Three later reported cases of intravenous thrombolysis for ischemic stroke caused by cardiac myxoma were all successful [5, 6, 7], and no hemorrhage occurred. The three cases were younger and had shorter onset-to-treatment times than the first reported case (table 1). The tumor in one case was 6.4 × 5.0 × 4.0 cm in size and encapsulated [6]. Although morphology of the other case was not addressed, thrombus rather than tumor embolus was presumed to be the cause of the stroke [5]. Emboli due to cardiac myxomas are often tumor fragments but may also arise from a thrombus that is formed on the surface of the myxoma [9]. Tumor emboli are presumably less responsive to thrombolytic therapy [4, 5, 6]. Pathological results in our case demonstrated extensive hemorrhage and inflammatory infiltrate of the tumor as well as a thrombus over the surface. In our patient, emboli could be a pure thrombus or thrombotic propagation of tumor material.

Table 1

Clinical manifestation of patients with intravenous thrombolysis for embolic stroke due to cardiac myxoma

Reference	Age/sex	OTT min	NIHSS score	Intracranial hemorrhage	Outcome
Chong et al. [4]	74/F	180	6	yes	aphasia
Ibrahim et al. [5]	51/M	84	22	no	complete recovery
Nagy et al. [6]	26/M	105	10	no	minimal hand weakness at 2 years
Ong and Chang [7]	22/F	125	12	no	NIHSS score 5 at 10 months
This report	45/M	172	16	no	motor aphasia and right hemiparesis at 3 months

OTT = Onset-to-treatment time.

Intra-arterial thrombolysis following diagnostic angiography is thought to minimize the risk of hemorrhage in patients with cardiac myxoma by excluding a pseudoaneurysm and minimizing fibrinolytic exposure to unaffected vessels [10]. To our knowledge, there are two reported cases of intra-arterial thrombolysis for stroke due to cardiac myxoma in the literature [10, 11]. A 57-year-old woman with right middle cerebral artery occlusion was treated with 1 MU urokinase 3.5 h following the onset of symptoms. Although there was no intracranial hemorrhage, the patient died. Significant brain swelling with subfalcine herniation and subsequent transtentorial herniation was found [10]. The other case was a 62-year-old woman with right middle cerebral artery occlusion.

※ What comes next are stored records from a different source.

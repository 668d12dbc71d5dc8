mod cmd;
mod output;
mod root;

use clap::{Parser, Subcommand};
use specgen_core::types::WriteMode;
use std::path::PathBuf;

#[derive(Parser)]
#[command(
    name = "specgen",
    about = "Generate Markdown specification documents from a record catalog",
    version,
    propagate_version = true
)]
struct Cli {
    /// Output as JSON
    #[arg(long, global = true, short = 'j')]
    json: bool,

    #[command(subcommand)]
    command: Commands,
}

#[derive(Subcommand)]
enum Commands {
    /// Render every record of one or more catalogs to Markdown files
    Generate {
        /// Catalog files (YAML or JSON)
        #[arg(required = true)]
        catalogs: Vec<PathBuf>,

        /// Output directory (default: the catalog's base_dir, else its directory)
        #[arg(long, short = 'o', env = "SPECGEN_OUT")]
        out: Option<PathBuf>,

        /// Override the catalog's write mode: overwrite or skip-existing
        #[arg(long)]
        mode: Option<WriteMode>,

        /// Report what would be written without touching the filesystem
        #[arg(long)]
        dry_run: bool,

        /// Skip group READMEs and the completion summary
        #[arg(long)]
        no_index: bool,
    },

    /// List the records of a catalog with their output paths
    List { catalog: PathBuf },

    /// Validate a catalog; exits non-zero when errors are found
    Check { catalog: PathBuf },

    /// Print one rendered document to stdout
    Render {
        catalog: PathBuf,
        /// Spec id, e.g. 401
        id: String,
    },

    /// Write a starter catalog
    Init {
        /// Where to write it
        #[arg(default_value = specgen_core::paths::DEFAULT_CATALOG)]
        path: PathBuf,
    },
}

fn main() {
    let cli = Cli::parse();

    tracing_subscriber::fmt()
        .with_env_filter(
            tracing_subscriber::EnvFilter::from_default_env()
                .add_directive(tracing::Level::WARN.into()),
        )
        .with_target(false)
        .with_writer(std::io::stderr)
        .init();

    let result = match cli.command {
        Commands::Generate {
            catalogs,
            out,
            mode,
            dry_run,
            no_index,
        } => cmd::generate::run(
            &catalogs,
            cmd::generate::Flags {
                out,
                mode,
                dry_run,
                no_index,
            },
            cli.json,
        ),
        Commands::List { catalog } => cmd::list::run(&catalog, cli.json),
        Commands::Check { catalog } => cmd::check::run(&catalog, cli.json),
        Commands::Render { catalog, id } => cmd::render::run(&catalog, &id),
        Commands::Init { path } => cmd::init::run(&path, cli.json),
    };

    if let Err(e) = result {
        // Print the full error chain (anyhow's alternate Display)
        eprintln!("error: {e:#}");
        std::process::exit(1);
    }
}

She was treated with rtPA within 3 h after stroke. Partial re-canalization was obtained without hemorrhage. She returned to work 9 months after receiving treatment [11].

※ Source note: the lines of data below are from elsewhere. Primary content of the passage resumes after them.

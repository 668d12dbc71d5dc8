use crate::output::{print_json, print_table};
use crate::root;
use specgen_core::paths;
use std::path::Path;

pub fn run(catalog_path: &Path, json: bool) -> anyhow::Result<()> {
    let catalog = super::load_catalog(catalog_path)?;
    let base = root::resolve_base_dir(None, catalog_path, &catalog);

    if json {
        let items: Vec<serde_json::Value> = catalog
            .records()
            .map(|(group, record)| {
                serde_json::json!({
                    "id": record.id,
                    "title": record.title,
                    "group": group.key,
                    "priority": record.priority,
                    "time": record.time,
                    "path": paths::spec_path(&base, group, record),
                })
            })
            .collect();
        print_json(&items)?;
        return Ok(());
    }

    if catalog.is_empty() {
        println!("No specs in {}.", catalog_path.display());
        return Ok(());
    }

    let rows: Vec<Vec<String>> = catalog
        .records()
        .map(|(group, record)| {
            vec![
                format!("SPEC-{}", record.id),
                group.key.clone(),
                record.priority.clone(),
                record.time.clone(),
                paths::display_relative(&paths::spec_path(&base, group, record), &base),
            ]
        })
        .collect();
    print_table(&["ID", "GROUP", "PRIORITY", "TIME", "PATH"], rows);
    println!();
    println!(
        "{} specs, {} hours ({})",
        catalog.len(),
        catalog.total_hours(),
        catalog.phase.label()
    );
    Ok(())
}
use crate::output::print_json;
use crate::root;
use anyhow::Context;
use specgen_core::generate::{generate, GenerateOptions, GenerationReport, Progress};
use specgen_core::paths;
use specgen_core::types::{WriteAction, WriteMode};
use std::path::{Path, PathBuf};

pub struct Flags {
    pub out: Option<PathBuf>,
    pub mode: Option<WriteMode>,
    pub dry_run: bool,
    pub no_index: bool,
}

pub fn run(catalogs: &[PathBuf], flags: Flags, json: bool) -> anyhow::Result<()> {
    let mut reports = Vec::with_capacity(catalogs.len());
    for catalog_path in catalogs {
        let report = run_one(catalog_path, &flags, json)?;
        reports.push(report);
    }

    if json {
        print_json(&reports)?;
    }
    Ok(())
}

fn progress_line(p: &Progress<'_>) -> String {
    let o = p.outcome;
    let action = match o.action {
        WriteAction::Skipped => "skipped (already exists)".to_string(),
        other => other.to_string(),
    };
    format!("[{}/{}] SPEC-{}: {} ... {action}", p.position, p.total, o.id, o.title)
}

fn run_one(catalog_path: &Path, flags: &Flags, json: bool) -> anyhow::Result<GenerationReport> {
    let catalog = super::load_catalog(catalog_path)?;
    let base_dir = root::resolve_base_dir(flags.out.as_deref(), catalog_path, &catalog);

    let mut opts = GenerateOptions::new(&base_dir);
    opts.mode = flags.mode;
    opts.dry_run = flags.dry_run;
    opts.include_index = !flags.no_index;

    if !json {
        println!("{}", catalog.phase.label());
        println!("Output: {}", base_dir.display());
        if flags.dry_run {
            println!("(dry run: nothing will be written)");
        }
        println!();
    }

    let report = generate(&catalog, &opts, |p| {
        if !json {
            println!("{}", progress_line(p));
        }
    })
    .with_context(|| format!("failed to generate {}", catalog_path.display()))?;

    if !json {
        print_summary(&report);
    }
    Ok(report)
}

fn print_summary(report: &GenerationReport) {
    let base = report.base_dir.as_path();
    for f in &report.index_files {
        println!("  {} {}", f.action, paths::display_relative(&f.path, base));
    }

    println!();
    println!(
        "{} specifications: {} created, {} updated, {} skipped",
        report.total(),
        report.count(WriteAction::Created),
        report.count(WriteAction::Overwritten),
        report.count(WriteAction::Skipped),
    );
    for g in &report.groups {
        println!("  {}: {} specs, {} hours", g.name, g.specs, g.hours);
    }
    println!("Total estimated time: {} hours", report.total_hours);
    println!("Location: {}", base.display());
    println!();
}

#[cfg(test)]
mod tests {
    use super::*;
    use specgen_core::generate::DocumentOutcome;

    fn outcome(action: WriteAction) -> DocumentOutcome {
        DocumentOutcome {
            id: "401".into(),
            title: "Student Dashboard & Overview".into(),
            group: "01-STUDENT-PORTAL".into(),
            path: PathBuf::from("out/01-STUDENT-PORTAL/SPEC-401-student-dashboard-and-overview.md"),
            action,
        }
    }

    #[test]
    fn progress_line_format() {
        let o = outcome(WriteAction::Created);
        let line = progress_line(&Progress {
            position: 1,
            total: 30,
            outcome: &o,
        });
        assert_eq!(line, "[1/30] SPEC-401: Student Dashboard & Overview ... created");
    }

    #[test]
    fn skipped_line_explains_why() {
        let o = outcome(WriteAction::Skipped);
        let line = progress_line(&Progress {
            position: 2,
            total: 2,
            outcome: &o,
        });
        assert!(line.ends_with("... skipped (already exists)"));
    }
}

In a study by Ekinci and Donnan [3], hemorrhagic stroke (intracerebral hemorrhage and subarachnoid hemorrhage) could be found in 16.8% (19/113) of neurological manifestations of cardiac myxoma. For our case and other reported cases with intravenous rtPA thrombolysis, the rate of intracranial hemorrhage was 20% (1/5). If cases with intra-arterial thrombolysis are included, the rate was 16.7% (1/6) for rtPA thrombolysis and 14.3% (1/7) for all thrombolysis cases. In the Safe Implementation of Thrombolysis in Stroke-Monitoring Study [12], the rate of intracerebral hemorrhages detected by CT or MRI was 14.5% (869/6,283) 22–36 h after intravenous rtPA thrombolysis and 17.1% (1,085/6,352) in any post-treatment imaging scans. Intravenous thrombolytic therapy for acute stroke requires a timely process to shorten the time to treatment [13]. Current guidelines do not deal with cardiac myxoma. In addition, the diagnosis of cardiac myxomatous embolism is rarely made before treatment. Although the number of reported cases is small, intravenous thrombolytic therapy for stroke caused by cardiac myxoma might not be as risky as previously thought.